Records for processing Start Marker
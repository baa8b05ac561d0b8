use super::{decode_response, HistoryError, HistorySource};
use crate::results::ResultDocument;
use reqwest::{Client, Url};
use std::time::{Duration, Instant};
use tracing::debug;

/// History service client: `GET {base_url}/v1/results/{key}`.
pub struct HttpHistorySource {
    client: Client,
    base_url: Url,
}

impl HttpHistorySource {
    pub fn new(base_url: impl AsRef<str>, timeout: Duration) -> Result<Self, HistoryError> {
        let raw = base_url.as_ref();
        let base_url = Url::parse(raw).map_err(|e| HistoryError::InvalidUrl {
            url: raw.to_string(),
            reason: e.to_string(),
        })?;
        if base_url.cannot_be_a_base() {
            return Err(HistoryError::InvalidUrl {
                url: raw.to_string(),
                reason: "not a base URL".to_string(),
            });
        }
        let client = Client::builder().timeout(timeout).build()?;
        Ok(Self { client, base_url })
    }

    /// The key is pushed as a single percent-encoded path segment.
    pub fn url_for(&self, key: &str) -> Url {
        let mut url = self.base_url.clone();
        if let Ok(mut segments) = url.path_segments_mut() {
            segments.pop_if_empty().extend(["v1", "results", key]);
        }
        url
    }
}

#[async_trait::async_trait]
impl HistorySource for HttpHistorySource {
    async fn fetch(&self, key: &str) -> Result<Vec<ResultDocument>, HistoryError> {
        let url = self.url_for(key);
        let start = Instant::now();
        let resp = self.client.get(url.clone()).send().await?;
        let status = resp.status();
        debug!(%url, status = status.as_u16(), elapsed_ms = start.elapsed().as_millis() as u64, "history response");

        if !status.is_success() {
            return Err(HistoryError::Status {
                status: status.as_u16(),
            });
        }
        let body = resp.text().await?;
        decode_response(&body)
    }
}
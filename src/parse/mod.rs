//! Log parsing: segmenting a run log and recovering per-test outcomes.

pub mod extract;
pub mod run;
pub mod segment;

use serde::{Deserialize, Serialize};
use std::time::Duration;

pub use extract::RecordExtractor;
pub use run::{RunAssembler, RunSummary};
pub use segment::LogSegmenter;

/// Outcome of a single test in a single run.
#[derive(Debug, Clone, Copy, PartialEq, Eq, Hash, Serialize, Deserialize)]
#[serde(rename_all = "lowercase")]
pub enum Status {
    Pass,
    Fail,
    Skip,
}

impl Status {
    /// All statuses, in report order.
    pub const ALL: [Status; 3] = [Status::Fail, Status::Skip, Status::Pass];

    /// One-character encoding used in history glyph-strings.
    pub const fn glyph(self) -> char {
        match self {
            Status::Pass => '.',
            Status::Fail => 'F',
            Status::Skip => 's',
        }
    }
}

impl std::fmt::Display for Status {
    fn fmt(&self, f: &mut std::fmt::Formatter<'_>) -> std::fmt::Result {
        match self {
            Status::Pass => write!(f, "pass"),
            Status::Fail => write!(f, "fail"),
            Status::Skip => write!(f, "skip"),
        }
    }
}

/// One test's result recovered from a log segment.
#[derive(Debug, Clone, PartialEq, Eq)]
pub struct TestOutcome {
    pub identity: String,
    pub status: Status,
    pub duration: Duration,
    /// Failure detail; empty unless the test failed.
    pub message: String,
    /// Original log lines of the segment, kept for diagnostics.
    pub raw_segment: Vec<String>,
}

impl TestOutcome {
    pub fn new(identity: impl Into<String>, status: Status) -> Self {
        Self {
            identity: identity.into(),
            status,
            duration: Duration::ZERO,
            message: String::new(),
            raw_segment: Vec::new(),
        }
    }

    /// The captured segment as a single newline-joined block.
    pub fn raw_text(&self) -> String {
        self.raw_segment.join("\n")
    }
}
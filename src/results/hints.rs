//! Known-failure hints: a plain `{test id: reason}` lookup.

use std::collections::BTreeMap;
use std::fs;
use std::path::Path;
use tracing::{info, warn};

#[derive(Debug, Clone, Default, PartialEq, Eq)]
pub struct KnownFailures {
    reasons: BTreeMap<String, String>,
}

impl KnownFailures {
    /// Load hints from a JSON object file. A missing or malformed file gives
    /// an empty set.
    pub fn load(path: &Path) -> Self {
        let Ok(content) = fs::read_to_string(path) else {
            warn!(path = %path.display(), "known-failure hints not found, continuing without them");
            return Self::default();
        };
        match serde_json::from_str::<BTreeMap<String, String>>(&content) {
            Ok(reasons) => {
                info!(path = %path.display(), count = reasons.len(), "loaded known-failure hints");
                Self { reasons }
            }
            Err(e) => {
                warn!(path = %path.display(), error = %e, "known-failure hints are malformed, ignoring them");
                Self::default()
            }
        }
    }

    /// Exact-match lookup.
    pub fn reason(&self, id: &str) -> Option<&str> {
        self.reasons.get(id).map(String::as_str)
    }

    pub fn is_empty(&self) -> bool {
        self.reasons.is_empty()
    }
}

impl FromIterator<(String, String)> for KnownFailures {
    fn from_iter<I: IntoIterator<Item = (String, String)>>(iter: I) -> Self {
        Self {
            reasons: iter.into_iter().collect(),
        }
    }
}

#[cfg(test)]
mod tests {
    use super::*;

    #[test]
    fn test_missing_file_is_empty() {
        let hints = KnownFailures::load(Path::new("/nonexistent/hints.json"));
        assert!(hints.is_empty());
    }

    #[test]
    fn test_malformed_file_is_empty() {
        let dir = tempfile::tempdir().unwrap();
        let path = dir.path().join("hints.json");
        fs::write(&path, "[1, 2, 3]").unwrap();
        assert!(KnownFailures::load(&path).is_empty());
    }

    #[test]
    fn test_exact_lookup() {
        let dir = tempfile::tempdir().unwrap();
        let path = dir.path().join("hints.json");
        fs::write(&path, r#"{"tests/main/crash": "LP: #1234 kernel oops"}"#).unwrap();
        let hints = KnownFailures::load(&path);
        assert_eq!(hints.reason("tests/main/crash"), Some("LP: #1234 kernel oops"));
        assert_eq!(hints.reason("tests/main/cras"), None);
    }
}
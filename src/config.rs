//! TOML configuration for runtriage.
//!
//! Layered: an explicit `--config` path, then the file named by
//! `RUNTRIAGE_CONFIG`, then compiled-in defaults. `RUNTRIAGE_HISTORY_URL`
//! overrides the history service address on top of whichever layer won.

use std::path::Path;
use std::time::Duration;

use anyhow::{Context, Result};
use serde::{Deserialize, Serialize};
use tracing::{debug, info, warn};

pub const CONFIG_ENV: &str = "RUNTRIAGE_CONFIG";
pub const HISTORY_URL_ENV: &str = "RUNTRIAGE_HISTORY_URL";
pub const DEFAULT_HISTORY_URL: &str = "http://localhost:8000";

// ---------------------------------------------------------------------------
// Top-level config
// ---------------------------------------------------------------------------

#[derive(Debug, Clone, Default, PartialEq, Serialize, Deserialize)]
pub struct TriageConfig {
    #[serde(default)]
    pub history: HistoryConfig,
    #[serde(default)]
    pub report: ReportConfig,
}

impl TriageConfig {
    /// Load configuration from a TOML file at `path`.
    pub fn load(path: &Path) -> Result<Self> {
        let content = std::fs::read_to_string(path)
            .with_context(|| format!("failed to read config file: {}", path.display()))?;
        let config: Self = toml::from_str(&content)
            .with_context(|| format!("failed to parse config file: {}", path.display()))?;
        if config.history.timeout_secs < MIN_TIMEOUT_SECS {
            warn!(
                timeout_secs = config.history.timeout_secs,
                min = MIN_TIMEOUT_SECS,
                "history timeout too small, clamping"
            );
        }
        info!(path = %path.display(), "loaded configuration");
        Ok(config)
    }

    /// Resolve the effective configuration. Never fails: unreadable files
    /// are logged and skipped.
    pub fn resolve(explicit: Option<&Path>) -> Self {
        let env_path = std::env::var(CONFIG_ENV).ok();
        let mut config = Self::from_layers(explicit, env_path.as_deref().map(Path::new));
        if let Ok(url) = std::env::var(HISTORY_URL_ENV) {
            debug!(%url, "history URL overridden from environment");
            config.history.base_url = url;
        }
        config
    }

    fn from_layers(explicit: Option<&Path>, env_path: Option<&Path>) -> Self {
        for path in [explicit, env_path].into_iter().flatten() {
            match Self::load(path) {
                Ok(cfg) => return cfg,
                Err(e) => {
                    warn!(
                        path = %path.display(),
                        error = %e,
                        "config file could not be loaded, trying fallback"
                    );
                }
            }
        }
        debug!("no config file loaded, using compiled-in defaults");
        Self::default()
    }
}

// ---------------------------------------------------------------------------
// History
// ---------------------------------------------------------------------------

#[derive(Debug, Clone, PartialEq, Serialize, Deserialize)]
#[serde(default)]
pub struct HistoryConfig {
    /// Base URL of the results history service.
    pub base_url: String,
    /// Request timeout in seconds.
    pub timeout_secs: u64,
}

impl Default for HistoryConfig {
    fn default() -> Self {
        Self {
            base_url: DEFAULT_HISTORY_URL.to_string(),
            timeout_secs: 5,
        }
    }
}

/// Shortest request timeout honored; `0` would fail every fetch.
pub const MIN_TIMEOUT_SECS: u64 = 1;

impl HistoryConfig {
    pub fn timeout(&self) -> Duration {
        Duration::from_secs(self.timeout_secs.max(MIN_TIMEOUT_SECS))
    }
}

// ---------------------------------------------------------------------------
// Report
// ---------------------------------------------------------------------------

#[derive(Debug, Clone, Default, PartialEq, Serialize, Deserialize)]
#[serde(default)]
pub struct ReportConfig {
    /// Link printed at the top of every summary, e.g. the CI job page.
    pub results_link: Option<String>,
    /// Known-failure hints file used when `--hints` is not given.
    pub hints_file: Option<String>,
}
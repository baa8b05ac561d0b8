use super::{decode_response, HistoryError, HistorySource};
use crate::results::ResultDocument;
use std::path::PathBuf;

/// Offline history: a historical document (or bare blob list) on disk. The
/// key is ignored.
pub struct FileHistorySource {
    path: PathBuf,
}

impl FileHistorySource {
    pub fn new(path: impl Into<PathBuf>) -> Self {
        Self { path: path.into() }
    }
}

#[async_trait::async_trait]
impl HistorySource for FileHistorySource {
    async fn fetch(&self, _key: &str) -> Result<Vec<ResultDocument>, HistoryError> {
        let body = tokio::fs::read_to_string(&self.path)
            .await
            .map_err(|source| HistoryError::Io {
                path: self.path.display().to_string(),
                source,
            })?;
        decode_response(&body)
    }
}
Records for processing End Marker
* **Task to complete**: Return, exactly, the lines from the first line of the records above to the line containing "async fn fetch(&self, key: &str)", both included.

* **Answer**:
repository baa8b05ac561d0b8
use super::{decode_response, HistoryError, HistorySource};
use crate::results::ResultDocument;
use reqwest::{Client, Url};
use std::time::{Duration, Instant};
use tracing::debug;

/// History service client: `GET {base_url}/v1/results/{key}`.
pub struct HttpHistorySource {
    client: Client,
    base_url: Url,
}

impl HttpHistorySource {
    pub fn new(base_url: impl AsRef<str>, timeout: Duration) -> Result<Self, HistoryError> {
        let raw = base_url.as_ref();
        let base_url = Url::parse(raw).map_err(|e| HistoryError::InvalidUrl {
            url: raw.to_string(),
            reason: e.to_string(),
        })?;
        if base_url.cannot_be_a_base() {
            return Err(HistoryError::InvalidUrl {
                url: raw.to_string(),
                reason: "not a base URL".to_string(),
            });
        }
        let client = Client::builder().timeout(timeout).build()?;
        Ok(Self { client, base_url })
    }

    /// The key is pushed as a single percent-encoded path segment.
    pub fn url_for(&self, key: &str) -> Url {
        let mut url = self.base_url.clone();
        if let Ok(mut segments) = url.path_segments_mut() {
            segments.pop_if_empty().extend(["v1", "results", key]);
        }
        url
    }
}

#[async_trait::async_trait]
impl HistorySource for HttpHistorySource {
    async fn fetch(&self, key: &str) -> Result<Vec<ResultDocument>, HistoryError> {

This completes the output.